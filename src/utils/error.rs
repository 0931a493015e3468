use thiserror::Error;

#[derive(Error, Debug)]
pub enum RegistryError {
    #[error("Student not found: {id}")]
    StudentNotFound { id: String },

    #[error("Course not found: {code}")]
    CourseNotFound { code: String },

    #[error("Course {code} is full (capacity {capacity})")]
    CapacityExceeded { code: String, capacity: usize },

    #[error("Student {student_id} is already registered for {code}")]
    DuplicateRegistration { student_id: String, code: String },

    #[error("Student {student_id} is not registered for {code}")]
    NotRegistered { student_id: String, code: String },

    #[error("Invalid menu choice: {input:?}")]
    InvalidMenuChoice { input: String },

    #[error("IO error: {0}")]
    IoError(#[from] std::io::Error),

    #[error("Configuration error in {field}: {message}")]
    ConfigValidationError { field: String, message: String },

    #[error("Invalid value {value:?} for {field}: {reason}")]
    InvalidConfigValueError {
        field: String,
        value: String,
        reason: String,
    },

    #[error("Duplicate key {key:?} in {field}")]
    DuplicateKeyError { field: String, key: String },
}

impl RegistryError {
    /// The line shown to the person at the menu.
    ///
    /// A full course and a repeated registration share one message, as do the
    /// drop failures; the precise variant only shows up in the logs.
    pub fn user_friendly_message(&self) -> String {
        match self {
            RegistryError::StudentNotFound { .. } => "Student not found.".to_string(),
            RegistryError::CourseNotFound { .. } => "Course not found.".to_string(),
            RegistryError::CapacityExceeded { .. } | RegistryError::DuplicateRegistration { .. } => {
                "Failed to register for the course. It may be full or already registered."
                    .to_string()
            }
            RegistryError::NotRegistered { .. } => {
                "Failed to drop the course. It may not be registered.".to_string()
            }
            RegistryError::InvalidMenuChoice { .. } => {
                "Invalid choice. Please try again.".to_string()
            }
            RegistryError::IoError(e) => format!("Console I/O failed: {}", e),
            RegistryError::ConfigValidationError { field, message } => {
                format!("Catalog configuration problem ({}): {}", field, message)
            }
            RegistryError::InvalidConfigValueError { field, reason, .. } => {
                format!("Catalog value for {} is invalid: {}", field, reason)
            }
            RegistryError::DuplicateKeyError { field, key } => {
                format!("Catalog lists {} more than once in {}", key, field)
            }
        }
    }

    pub fn recovery_suggestion(&self) -> &'static str {
        match self {
            RegistryError::IoError(_) => "Check that the catalog file exists and is readable",
            RegistryError::ConfigValidationError { .. } => {
                "Make sure the catalog is valid TOML with [[courses]] and [[students]] tables"
            }
            RegistryError::InvalidConfigValueError { .. } => {
                "Fix the highlighted value in the catalog file"
            }
            RegistryError::DuplicateKeyError { .. } => {
                "Course codes and student ids must be unique"
            }
            _ => "Pick another option from the menu",
        }
    }

    /// Recoverable errors are reported at the menu and the session carries on.
    pub fn is_recoverable(&self) -> bool {
        matches!(
            self,
            RegistryError::StudentNotFound { .. }
                | RegistryError::CourseNotFound { .. }
                | RegistryError::CapacityExceeded { .. }
                | RegistryError::DuplicateRegistration { .. }
                | RegistryError::NotRegistered { .. }
                | RegistryError::InvalidMenuChoice { .. }
        )
    }
}

pub type Result<T> = std::result::Result<T, RegistryError>;
use crate::domain::model::{CourseRecord, StudentRecord};

/// Source of the courses and students a registry is seeded with.
pub trait CatalogProvider {
    fn courses(&self) -> &[CourseRecord];
    fn students(&self) -> &[StudentRecord];
}
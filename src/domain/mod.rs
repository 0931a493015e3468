// Domain layer: entities and the seeding port. Depends on nothing but std/serde.

pub mod model;
pub mod ports;
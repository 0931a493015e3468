use tracing_subscriber::{layer::SubscriberExt, util::SubscriberInitExt, EnvFilter};

/// Logs go to stderr; stdout belongs to the menu.
pub fn init_cli_logger(verbose: bool) {
    let filter = if verbose {
        EnvFilter::try_from_default_env()
            .unwrap_or_else(|_| EnvFilter::new("course_registry=debug"))
    } else {
        EnvFilter::try_from_default_env()
            .unwrap_or_else(|_| EnvFilter::new("course_registry=warn"))
    };

    tracing_subscriber::registry()
        .with(filter)
        .with(
            tracing_subscriber::fmt::layer()
                .with_writer(std::io::stderr)
                .with_target(false)
                .with_thread_ids(false)
                .with_file(false)
                .with_line_number(false)
                .compact(),
        )
        .init();
}
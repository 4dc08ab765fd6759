//! Raw text extraction from Word documents.

use docx_rs::{DocumentChild, Paragraph, ParagraphChild, RunChild};

use crate::error::{Error, Result};

/// Paragraph-level text extractor for Word uploads.
///
/// Only body paragraphs contribute, as plain run text. Tables, images,
/// headers and styling are ignored.
#[derive(Debug, Clone, Copy, Default)]
pub struct WordExtractor;

impl WordExtractor {
    pub fn new() -> Self {
        Self
    }

    /// Extract paragraph text, paragraphs separated by a blank line.
    ///
    /// Legacy binary `.doc` files are not readable and fail with
    /// [`Error::CorruptDocument`], like any other unparseable upload.
    pub fn extract(&self, data: &[u8]) -> Result<String> {
        let docx = docx_rs::read_docx(data)
            .map_err(|e| Error::CorruptDocument(format!("{:?}", e)))?;

        let paragraphs: Vec<String> = docx
            .document
            .children
            .iter()
            .filter_map(|child| match child {
                DocumentChild::Paragraph(paragraph) => Some(paragraph_text(paragraph)),
                _ => None,
            })
            .filter(|text| !text.trim().is_empty())
            .collect();

        log::debug!("word document: {} non-empty paragraphs", paragraphs.len());
        Ok(paragraphs.join("\n\n"))
    }
}

fn paragraph_text(paragraph: &Paragraph) -> String {
    let mut buf = String::new();
    push_children(&mut buf, &paragraph.children);
    buf
}

fn push_children(buf: &mut String, children: &[ParagraphChild]) {
    for child in children {
        match child {
            ParagraphChild::Run(run) => {
                for rc in &run.children {
                    match rc {
                        RunChild::Text(t) => buf.push_str(&t.text),
                        RunChild::Tab(_) => buf.push('\t'),
                        RunChild::Break(_) => buf.push('\n'),
                        _ => {}
                    }
                }
            }
            ParagraphChild::Hyperlink(link) => push_children(buf, &link.children),
            _ => {}
        }
    }
}
//! Upload format classification and magic-byte sniffing.

use serde::{Deserialize, Serialize};

use crate::error::{Error, Result};

/// Media type declared for PDF uploads.
pub const PDF_MEDIA_TYPE: &str = "application/pdf";
/// Media type of legacy binary Word documents.
pub const DOC_MEDIA_TYPE: &str = "application/msword";
/// Media type of Office Open XML Word documents.
pub const DOCX_MEDIA_TYPE: &str =
    "application/vnd.openxmlformats-officedocument.wordprocessingml.document";

/// Extraction path chosen for an upload.
#[derive(Debug, Clone, Copy, PartialEq, Eq, Hash, Serialize, Deserialize)]
#[serde(rename_all = "lowercase")]
pub enum DocumentFormat {
    Pdf,
    Word,
}

impl std::fmt::Display for DocumentFormat {
    fn fmt(&self, f: &mut std::fmt::Formatter<'_>) -> std::fmt::Result {
        match self {
            DocumentFormat::Pdf => write!(f, "PDF"),
            DocumentFormat::Word => write!(f, "Word"),
        }
    }
}

/// Decide the extraction path from a file name and declared media type.
///
/// PDF signals are checked first (`.pdf` extension or the PDF media type),
/// then Word signals (`.doc`/`.docx` extension or a media type containing
/// `word`). The first match wins.
///
/// # Example
/// ```
/// use arextract::detect::{classify, DocumentFormat};
///
/// assert_eq!(classify("lesson.PDF", "").unwrap(), DocumentFormat::Pdf);
/// assert_eq!(classify("upload", "application/msword").unwrap(), DocumentFormat::Word);
/// assert!(classify("notes.txt", "text/plain").is_err());
/// ```
pub fn classify(name: &str, media_type: &str) -> Result<DocumentFormat> {
    let name = name.to_lowercase();

    if name.ends_with(".pdf") || media_type == PDF_MEDIA_TYPE {
        return Ok(DocumentFormat::Pdf);
    }

    if name.ends_with(".doc") || name.ends_with(".docx") || media_type.contains("word") {
        return Ok(DocumentFormat::Word);
    }

    Err(Error::UnsupportedFormat {
        media_type: media_type.to_string(),
    })
}

const PDF_MAGIC: &[u8] = b"%PDF-";
const PDF_MAGIC_LEN: usize = 5;
const VERSION_LEN: usize = 3; // e.g., "1.7"
const ZIP_MAGIC: &[u8] = b"PK\x03\x04";
const OLE2_MAGIC: &[u8] = &[0xD0, 0xCF, 0x11, 0xE0, 0xA1, 0xB1, 0x1A, 0xE1];

/// Guess a media type from the leading bytes of a file.
///
/// Only used when the uploader declared nothing; it never overrides an
/// explicit declaration. ZIP containers are assumed to be DOCX.
pub fn sniff_media_type(data: &[u8]) -> Option<&'static str> {
    if is_pdf_bytes(data) {
        Some(PDF_MEDIA_TYPE)
    } else if data.starts_with(ZIP_MAGIC) {
        Some(DOCX_MEDIA_TYPE)
    } else if data.starts_with(OLE2_MAGIC) {
        Some(DOC_MEDIA_TYPE)
    } else {
        None
    }
}

/// Check if bytes start with a valid PDF header (`%PDF-x.y`).
pub fn is_pdf_bytes(data: &[u8]) -> bool {
    if data.len() < PDF_MAGIC_LEN + VERSION_LEN || !data.starts_with(PDF_MAGIC) {
        return false;
    }

    let version = &data[PDF_MAGIC_LEN..PDF_MAGIC_LEN + VERSION_LEN];
    version[0].is_ascii_digit() && version[1] == b'.' && version[2].is_ascii_digit()
}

+-------+

Task directions:
Your reply is to repeat, unchanged, the lines above running from the one with "first match wins." up to and including the one with "let version = &data[PDF_MAGIC_LEN..PDF_MAGIC_LEN".

Response to this exercise:
/// `word`). The first match wins.
///
/// # Example
/// ```
/// use arextract::detect::{classify, DocumentFormat};
///
/// assert_eq!(classify("lesson.PDF", "").unwrap(), DocumentFormat::Pdf);
/// assert_eq!(classify("upload", "application/msword").unwrap(), DocumentFormat::Word);
/// assert!(classify("notes.txt", "text/plain").is_err());
/// ```
pub fn classify(name: &str, media_type: &str) -> Result<DocumentFormat> {
    let name = name.to_lowercase();

    if name.ends_with(".pdf") || media_type == PDF_MEDIA_TYPE {
        return Ok(DocumentFormat::Pdf);
    }

    if name.ends_with(".doc") || name.ends_with(".docx") || media_type.contains("word") {
        return Ok(DocumentFormat::Word);
    }

    Err(Error::UnsupportedFormat {
        media_type: media_type.to_string(),
    })
}

const PDF_MAGIC: &[u8] = b"%PDF-";
const PDF_MAGIC_LEN: usize = 5;
const VERSION_LEN: usize = 3; // e.g., "1.7"
const ZIP_MAGIC: &[u8] = b"PK\x03\x04";
const OLE2_MAGIC: &[u8] = &[0xD0, 0xCF, 0x11, 0xE0, 0xA1, 0xB1, 0x1A, 0xE1];

/// Guess a media type from the leading bytes of a file.
///
/// Only used when the uploader declared nothing; it never overrides an
/// explicit declaration. ZIP containers are assumed to be DOCX.
pub fn sniff_media_type(data: &[u8]) -> Option<&'static str> {
    if is_pdf_bytes(data) {
        Some(PDF_MEDIA_TYPE)
    } else if data.starts_with(ZIP_MAGIC) {
        Some(DOCX_MEDIA_TYPE)
    } else if data.starts_with(OLE2_MAGIC) {
        Some(DOC_MEDIA_TYPE)
    } else {
        None
    }
}

/// Check if bytes start with a valid PDF header (`%PDF-x.y`).
pub fn is_pdf_bytes(data: &[u8]) -> bool {
    if data.len() < PDF_MAGIC_LEN + VERSION_LEN || !data.starts_with(PDF_MAGIC) {
        return false;
    }

    let version = &data[PDF_MAGIC_LEN..PDF_MAGIC_LEN + VERSION_LEN];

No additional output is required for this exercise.